Eat the City: A Tale of the Fishers, Foragers, Butchers, Farmers, Poultry Minders, Sugar Refiners, Cane Cutters, Beekeepers, Winemakers, and Brewers Who Built New York

Eat the City: A Tale of the Fishers, Foragers, Butchers, Farmers, Poultry Minders, Sugar Refiners, Cane Cutters, Beekeepers, Winemakers, and Brewers Who Built New York Review


New York is not a city for growing and manufacturing food. It’s a money and real estate city, with less naked earth and industry than high-rise glass and concrete.   Yet in this intimate, visceral, and beautifully written book, Robin Shulman introduces the people of New York City  - both past and present - who  do grow vegetables, butcher meat, fish local waters, cut and refine sugar, keep bees for honey, brew beer, and make wine. In the most heavily built urban environment in the country, she shows an organic city full of intrepid and eccentric people who want to make things grow.  What’s more, Shulman artfully places today’s urban food production in the context of hundreds of years of history, and traces how we got to where we are.
 
 In these pages meet Willie Morgan, a Harlem man who first grew his own vegetables in a vacant lot as a front for his gambling racket. And David Selig, a beekeeper in the Red Hook section of Brooklyn who found his bees making a mysteriously red honey. Get to know Yolene Joseph, who fishes crabs out of the waters off Coney Island to make curried stews for her family. Meet the creators of the sickly sweet Manischewitz wine, whose brand grew out of Prohibition; and Jacob Ruppert, who owned a beer empire on the Upper East Side, as well as the New York Yankees.
 
Eat the City is about how the ability of cities to feed people has changed over time.
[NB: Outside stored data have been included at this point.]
use std::time::Duration;

use serde::Serialize;
use tokio::time::timeout;
use url::Url;

use crate::{
    error::CheckError,
    projector,
    utils::http::{build_get_request, hyper_client, read_success_body, HttpsClient},
};

/// Network identity as reported by an identity echo service.
/// `None` means the service did not report the field.
#[derive(Debug, Clone, Default, PartialEq, Eq, Serialize)]
#[serde(rename_all = "camelCase")]
pub struct NetworkIdentitySnapshot {
    pub observed_ip: Option<String>,
    pub asn: Option<u32>,
    pub organization: Option<String>,
    pub country: Option<String>,
    pub city: Option<String>,
    pub region_code: Option<String>,
    pub timezone: Option<String>,
    pub latitude: Option<String>,
    pub longitude: Option<String>,
    pub colo: Option<String>,
    pub tls_version: Option<String>,
    pub client_tcp_rtt: Option<String>,
}

impl NetworkIdentitySnapshot {
    pub fn with_ip(ip: &str) -> Self {
        NetworkIdentitySnapshot {
            observed_ip: Some(ip.to_string()),
            ..Default::default()
        }
    }
}

impl std::fmt::Display for NetworkIdentitySnapshot {
    fn fmt(&self, f: &mut std::fmt::Formatter<'_>) -> std::fmt::Result {
        write!(
            f,
            "<Identity {} AS{} {}>",
            self.observed_ip.as_deref().unwrap_or("?"),
            self.asn.map(|asn| asn.to_string()).unwrap_or_else(|| "?".into()),
            self.country.as_deref().unwrap_or("--")
        )
    }
}

/// Fetches the caller's own identity from an echo service. Never retries.
#[derive(Debug, Clone)]
pub struct IdentityFetcher {
    client: HttpsClient,
}

impl IdentityFetcher {
    pub fn new() -> anyhow::Result<Self> {
        Ok(IdentityFetcher {
            client: hyper_client()?,
        })
    }

    pub async fn fetch(
        &self,
        echo_url: &Url,
        limit: Duration,
    ) -> Result<NetworkIdentitySnapshot, CheckError> {
        let request = build_get_request(echo_url.as_str(), None)
            .map_err(|err| CheckError::UpstreamUnavailable(format!("{:#}", err)))?;

        let body = match timeout(limit, read_success_body(&self.client, request)).await {
            Ok(Ok(body)) => body,
            Ok(Err(err)) => return Err(CheckError::UpstreamUnavailable(format!("{:#}", err))),
            Err(_) => {
                return Err(CheckError::UpstreamUnavailable(format!(
                    "no answer from {} within {:?}",
                    echo_url, limit
                )))
            }
        };

        let snapshot = projector::parse_snapshot(&body)?;
        if snapshot.observed_ip.is_none() {
            return Err(CheckError::MalformedResponse(format!(
                "{} did not report an ip address",
                echo_url
            )));
        }
        log::debug!("baseline {} retrieved using {}", snapshot, echo_url);
        Ok(snapshot)
    }
}
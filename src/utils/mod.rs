pub mod http;
pub mod logger;
pub mod serializer;

/// Milliseconds elapsed since `start`, saturating instead of truncating.
pub fn elapsed_ms(start: tokio::time::Instant) -> u64 {
    u64::try_from(start.elapsed().as_millis()).unwrap_or(u64::MAX)
}
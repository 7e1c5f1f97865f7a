//! Glyph set used by navigation, skills and contact links.

use dioxus::prelude::*;

/// Icons referenced by content records.
#[derive(Clone, Copy, Debug, PartialEq, Eq)]
pub enum Icon {
    Home,
    User,
    Code,
    Tools,
    Envelope,
    Moon,
    Sun,
    Phone,
    GitHub,
    LinkedIn,
    ExternalLink,
    Close,
    React,
    JavaScript,
    TypeScript,
    Html5,
    Css3,
    NodeJs,
    Express,
    MongoDb,
    Redux,
    Git,
    StyledComponents,
    Database,
}

impl Icon {
    /// Returns the unicode glyph rendered for this icon.
    pub fn glyph(self) -> &'static str {
        match self {
            Icon::Home => "\u{2302}",
            Icon::User => "\u{1F464}",
            Icon::Code => "</>",
            Icon::Tools => "\u{1F6E0}",
            Icon::Envelope => "\u{2709}",
            Icon::Moon => "\u{263E}",
            Icon::Sun => "\u{2600}",
            Icon::Phone => "\u{260E}",
            Icon::GitHub => "\u{2325}",
            Icon::LinkedIn => "in",
            Icon::ExternalLink => "\u{2197}",
            Icon::Close => "\u{00D7}",
            Icon::React => "\u{269B}",
            Icon::JavaScript => "JS",
            Icon::TypeScript => "TS",
            Icon::Html5 => "\u{2039}\u{203A}",
            Icon::Css3 => "#",
            Icon::NodeJs => "\u{2B22}",
            Icon::Express => "ex",
            Icon::MongoDb => "\u{1F343}",
            Icon::Redux => "\u{21BB}",
            Icon::Git => "\u{2387}",
            Icon::StyledComponents => "\u{1F485}",
            Icon::Database => "\u{26C1}",
        }
    }
}

/// Renders an icon glyph inside a sized span.
#[component]
pub fn IconGlyph(icon: Icon, #[props(default, into)] class: String) -> Element {
    rsx! {
        span {
            class: "icon {class}",
            "aria-hidden": "true",
            "{icon.glyph()}"
        }
    }
}
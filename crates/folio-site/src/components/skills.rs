//! Skills section with proficiency bars.

use dioxus::prelude::*;

use crate::content::{SectionId, Skill, SKILLS};
use crate::icons::IconGlyph;

use super::reveal::{
    reveal_class, stagger_delay_ms, stagger_style, transition_style, use_reveal, RevealOptions,
};

/// How long a proficiency bar takes to fill.
const BAR_FILL_MS: u32 = 1000;

#[component]
pub fn Skills() -> Element {
    let anchor = SectionId::Skills.anchor();
    let revealed = use_reveal(anchor.to_string(), RevealOptions::SECTION);
    let is_revealed = revealed();

    rsx! {
        section {
            id: "{anchor}",
            class: "skills-section",

            div {
                class: "skills-container {reveal_class(is_revealed)}",
                style: "{transition_style(RevealOptions::SECTION.duration_ms, 0)}",

                h2 { class: "section-title", "My Skills" }

                div {
                    class: "skills-grid",
                    for (index, skill) in SKILLS.iter().copied().enumerate() {
                        SkillCard {
                            key: "{skill.name}",
                            skill,
                            index,
                            revealed: is_revealed,
                        }
                    }
                }
            }
        }
    }
}

#[component]
fn SkillCard(skill: Skill, index: usize, revealed: bool) -> Element {
    rsx! {
        div {
            class: "skill-card {reveal_class(revealed)}",
            style: "{stagger_style(index)}",

            IconGlyph { icon: skill.icon, class: "skill-icon" }
            h3 { class: "skill-name", "{skill.name}" }

            div {
                class: "skill-level",
                div {
                    class: "skill-level-bar",
                    style: "{bar_style(skill.level, revealed, index)}",
                }
            }
        }
    }
}

/// Width and timing of a proficiency bar; empty until revealed.
fn bar_style(level: u8, revealed: bool, index: usize) -> String {
    let width = if revealed { level.min(100) } else { 0 };
    format!(
        "width: {width}%; transition: width {BAR_FILL_MS}ms ease {}ms;",
        stagger_delay_ms(index)
    )
}
//! One-shot reveal latch fed by viewport visibility reports.

use serde::Deserialize;

/// A visibility notification for one observed element.
#[derive(Debug, Clone, Copy, PartialEq, Deserialize)]
#[serde(rename_all = "camelCase")]
pub struct VisibilityReport {
    /// Fraction of the element inside the (margin-adjusted) viewport.
    pub ratio: f64,
    pub is_intersecting: bool,
}

/// Fires once, the first time an element is visible enough. No reset path.
#[derive(Debug, Clone, Copy, PartialEq)]
pub struct RevealLatch {
    threshold: f64,
    fired: bool,
}

impl RevealLatch {
    /// `threshold` is the minimum visible fraction, clamped to `0.0..=1.0`.
    pub fn new(threshold: f64) -> Self {
        Self {
            threshold: threshold.clamp(0.0, 1.0),
            fired: false,
        }
    }

    pub fn has_fired(&self) -> bool {
        self.fired
    }

    pub fn threshold(&self) -> f64 {
        self.threshold
    }

    /// Feeds one report; returns `true` only on the report that fires the latch.
    pub fn observe(&mut self, report: VisibilityReport) -> bool {
        if self.fired || !report.is_intersecting || report.ratio < self.threshold {
            return false;
        }
        self.fired = true;
        true
    }
}

#[cfg(test)]
mod tests {
    use super::*;

    fn visible(ratio: f64) -> VisibilityReport {
        VisibilityReport {
            ratio,
            is_intersecting: true,
        }
    }

    #[test]
    fn test_fires_at_threshold() {
        let mut latch = RevealLatch::new(0.1);
        assert!(!latch.observe(visible(0.05)));
        assert!(!latch.has_fired());
        assert!(latch.observe(visible(0.1)));
        assert!(latch.has_fired());
    }

    #[test]
    fn test_fires_only_once() {
        let mut latch = RevealLatch::new(0.1);
        assert!(latch.observe(visible(0.5)));
        assert!(!latch.observe(visible(0.9)));
        assert!(!latch.observe(VisibilityReport {
            ratio: 0.0,
            is_intersecting: false,
        }));
        assert!(!latch.observe(visible(1.0)));
        assert!(latch.has_fired());
    }

    #[test]
    fn test_ignores_non_intersecting_reports() {
        let mut latch = RevealLatch::new(0.0);
        assert!(!latch.observe(VisibilityReport {
            ratio: 0.0,
            is_intersecting: false,
        }));
        assert!(latch.observe(visible(0.0)));
    }

    #[test]
    fn test_threshold_is_clamped() {
        assert_eq!(RevealLatch::new(-1.0).threshold(), 0.0);
        assert_eq!(RevealLatch::new(3.0).threshold(), 1.0);
    }

    #[test]
    fn test_report_parses_from_observer_payload() {
        let report: VisibilityReport =
            serde_json::from_str(r#"{"ratio":0.25,"isIntersecting":true}"#).unwrap();
        assert_eq!(report, visible(0.25));
    }
}
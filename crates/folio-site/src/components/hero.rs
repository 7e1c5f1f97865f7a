//! Hero section: name, typewriter tagline, profile picture and floating dots.

use dioxus::prelude::*;
use rand::Rng;

use crate::content::{SectionId, DISPLAY_NAME, HERO_PHRASES, PROFILE_IMAGE};
use crate::state::{animate, Typewriter};

/// Number of decorative dots drifting behind the hero text.
const DOT_COUNT: usize = 10;

/// A decorative dot, placed once per mount.
#[derive(Debug, Clone, Copy, PartialEq)]
pub struct FloatingDot {
    /// Horizontal position, percent of the section width.
    pub x: f64,
    /// Vertical position, percent of the section height.
    pub y: f64,
    /// Resting scale, 0.5 to 1.0.
    pub scale: f64,
    /// Length of one bob cycle in seconds, 3 to 5.
    pub duration_s: f64,
}

impl FloatingDot {
    pub fn random(rng: &mut impl Rng) -> Self {
        Self {
            x: rng.random_range(0.0..100.0),
            y: rng.random_range(0.0..100.0),
            scale: rng.random_range(0.5..1.0),
            duration_s: rng.random_range(3.0..5.0),
        }
    }

    pub fn style(&self) -> String {
        format!(
            "left: {:.2}%; top: {:.2}%; --dot-scale: {:.2}; animation-duration: {:.2}s;",
            self.x, self.y, self.scale, self.duration_s
        )
    }
}

fn floating_dots() -> Vec<FloatingDot> {
    let mut rng = rand::rng();
    (0..DOT_COUNT).map(|_| FloatingDot::random(&mut rng)).collect()
}

/// Landing section with the animated tagline.
#[component]
pub fn Hero() -> Element {
    let mut tagline = use_signal(|| Typewriter::new(HERO_PHRASES).ok());
    let dots = use_hook(floating_dots);

    // Cancelled together with the component
    use_future(move || async move {
        let Some(start) = tagline.peek().clone() else {
            tracing::warn!("Hero tagline has no phrases, typewriter disabled");
            return;
        };
        animate(start, |frame| tagline.set(Some(frame.clone()))).await;
    });

    let text = tagline
        .read()
        .as_ref()
        .map(Typewriter::visible_text)
        .unwrap_or_default();

    rsx! {
        section {
            id: "{SectionId::Hero.anchor()}",
            class: "hero-section",

            div {
                class: "floating-elements",
                for (i, dot) in dots.iter().enumerate() {
                    div {
                        key: "{i}",
                        class: "floating-element",
                        style: "{dot.style()}",
                    }
                }
            }

            div {
                class: "hero-content",

                div {
                    class: "hero-text",
                    h1 {
                        class: "hero-name enter-rise",
                        "{DISPLAY_NAME}"
                    }
                    div {
                        class: "hero-tagline enter-rise enter-delayed",
                        span { class: "typewriter-text", "{text}" }
                        span { class: "typewriter-cursor" }
                    }
                }

                img {
                    class: "profile-image enter-zoom",
                    src: PROFILE_IMAGE,
                    alt: "Profile",
                }
            }
        }
    }
}

#[cfg(test)]
mod tests {
    use super::*;

    #[test]
    fn test_floating_dots_in_range() {
        let dots = floating_dots();
        assert_eq!(dots.len(), DOT_COUNT);
        for dot in dots {
            assert!((0.0..100.0).contains(&dot.x));
            assert!((0.0..100.0).contains(&dot.y));
            assert!((0.5..1.0).contains(&dot.scale));
            assert!((3.0..5.0).contains(&dot.duration_s));
        }
    }

    #[test]
    fn test_dot_style() {
        let dot = FloatingDot {
            x: 12.5,
            y: 40.0,
            scale: 0.75,
            duration_s: 3.5,
        };
        assert_eq!(
            dot.style(),
            "left: 12.50%; top: 40.00%; --dot-scale: 0.75; animation-duration: 3.50s;"
        );
    }

    #[test]
    fn test_dots_pulse_in_scale_while_bobbing() {
        let css = include_str!("../../assets/styles.css");
        let keyframes = &css[css.find("@keyframes float").unwrap()..];
        let midpoint = &keyframes[keyframes.find("50%").unwrap()..];
        let midpoint = &midpoint[..midpoint.find('}').unwrap()];
        assert!(midpoint.contains("translateY(-10%)"));
        assert!(midpoint.contains("scale(calc(var(--dot-scale, 1) + 0.2))"));
    }
}
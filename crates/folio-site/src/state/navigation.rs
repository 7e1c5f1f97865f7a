//! Navigation bar items and click dispatch.
//!
//! The active item is whichever section item was clicked last. It is not
//! derived from the scroll position.

use crate::content::SectionId;
use crate::icons::Icon;
use crate::theme::ThemeMode;

/// Height of the floating bar; scroll targets land this far below the top.
pub const NAV_BAR_OFFSET_PX: u32 = 80;

/// Identifies one navigation item.
#[derive(Clone, Copy, Debug, PartialEq, Eq, Hash)]
pub enum NavId {
    Home,
    About,
    Projects,
    Skills,
    Contact,
    Theme,
}

/// Inline actions a navigation item can run instead of scrolling.
#[derive(Clone, Copy, Debug, PartialEq, Eq)]
pub enum NavAction {
    ToggleThemeMenu,
}

/// What clicking an item does.
#[derive(Clone, Copy, Debug, PartialEq, Eq)]
pub enum NavTarget {
    Section(SectionId),
    Action(NavAction),
}

#[derive(Clone, Copy, Debug, PartialEq, Eq)]
pub struct NavItem {
    pub id: NavId,
    pub label: &'static str,
    pub icon: Icon,
    pub target: NavTarget,
}

impl NavItem {
    /// Icon to draw; the theme item shows the mode you would switch to.
    pub fn icon_for(&self, mode: ThemeMode) -> Icon {
        match (self.id, mode) {
            (NavId::Theme, ThemeMode::Light) => Icon::Moon,
            (NavId::Theme, ThemeMode::Dark) => Icon::Sun,
            _ => self.icon,
        }
    }
}

pub const NAV_ITEMS: &[NavItem] = &[
    NavItem {
        id: NavId::Home,
        label: "Home",
        icon: Icon::Home,
        target: NavTarget::Section(SectionId::Hero),
    },
    NavItem {
        id: NavId::About,
        label: "About",
        icon: Icon::User,
        target: NavTarget::Section(SectionId::About),
    },
    NavItem {
        id: NavId::Projects,
        label: "Projects",
        icon: Icon::Code,
        target: NavTarget::Section(SectionId::Projects),
    },
    NavItem {
        id: NavId::Skills,
        label: "Skills",
        icon: Icon::Tools,
        target: NavTarget::Section(SectionId::Skills),
    },
    NavItem {
        id: NavId::Contact,
        label: "Contact",
        icon: Icon::Envelope,
        target: NavTarget::Section(SectionId::Contact),
    },
    NavItem {
        id: NavId::Theme,
        label: "Theme",
        icon: Icon::Sun,
        target: NavTarget::Action(NavAction::ToggleThemeMenu),
    },
];

/// Request to smooth-scroll the page to a section anchor.
#[derive(Clone, Copy, Debug, PartialEq, Eq)]
pub struct ScrollRequest {
    pub anchor: &'static str,
    pub offset_px: u32,
}

/// Presentation state of the navigation bar.
#[derive(Clone, Copy, Debug, PartialEq, Eq)]
pub struct NavState {
    active: NavId,
    theme_menu_open: bool,
}

impl Default for NavState {
    fn default() -> Self {
        Self {
            active: NavId::Home,
            theme_menu_open: false,
        }
    }
}

impl NavState {
    pub fn new() -> Self {
        Self::default()
    }

    pub fn active(&self) -> NavId {
        self.active
    }

    pub fn is_active(&self, id: NavId) -> bool {
        self.active == id
    }

    pub fn theme_menu_open(&self) -> bool {
        self.theme_menu_open
    }

    /// Handles a click on `item`.
    ///
    /// Section items become active and return where to scroll; the theme
    /// item only toggles its menu.
    pub fn activate(&mut self, item: &NavItem) -> Option<ScrollRequest> {
        match item.target {
            NavTarget::Section(section) => {
                self.active = item.id;
                Some(ScrollRequest {
                    anchor: section.anchor(),
                    offset_px: NAV_BAR_OFFSET_PX,
                })
            }
            NavTarget::Action(NavAction::ToggleThemeMenu) => {
                self.theme_menu_open = !self.theme_menu_open;
                None
            }
        }
    }

    /// Handles a pick from the theme menu and closes it.
    ///
    /// Returns the mode to apply, or `None` when `chosen` is already current.
    pub fn choose_theme(&mut self, current: ThemeMode, chosen: ThemeMode) -> Option<ThemeMode> {
        self.theme_menu_open = false;
        (chosen != current).then_some(chosen)
    }
}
Yet it is also, in a sense, the story of the things we long for in cities today: closer human connections, a tangible link to more basic processes, a way to shape more rounded lives, a sense of something pure.
 
Of course, hundreds of years ago, most food and drink consumed by New Yorkers was grown and produced within what are now the five boroughs. Yet people rarely realize that long after New York became a dense urban agglomeration, innovators, traditionalists, migrants and immigrants continued to insist on producing their own food. This book shows the perils and benefits—and the ironies and humor—when city people involve themselves in making what they eat.
  
Food, of course, is about hunger. We eat what we miss and what we want to become, the foods of our childhoods and the symbols of the lives we hope to lead. With wit and insight, Eat the City shows how in places like New York, people have always found ways to use their collective hunger to build their own kind of city.
 
ROBIN SHULMAN is a writer and reporter whose work has appeared in the New York Times, the Washington Post, the Los Angeles Times, Slate, the Guardian, and many other publications.  She lives in New York City. Read more...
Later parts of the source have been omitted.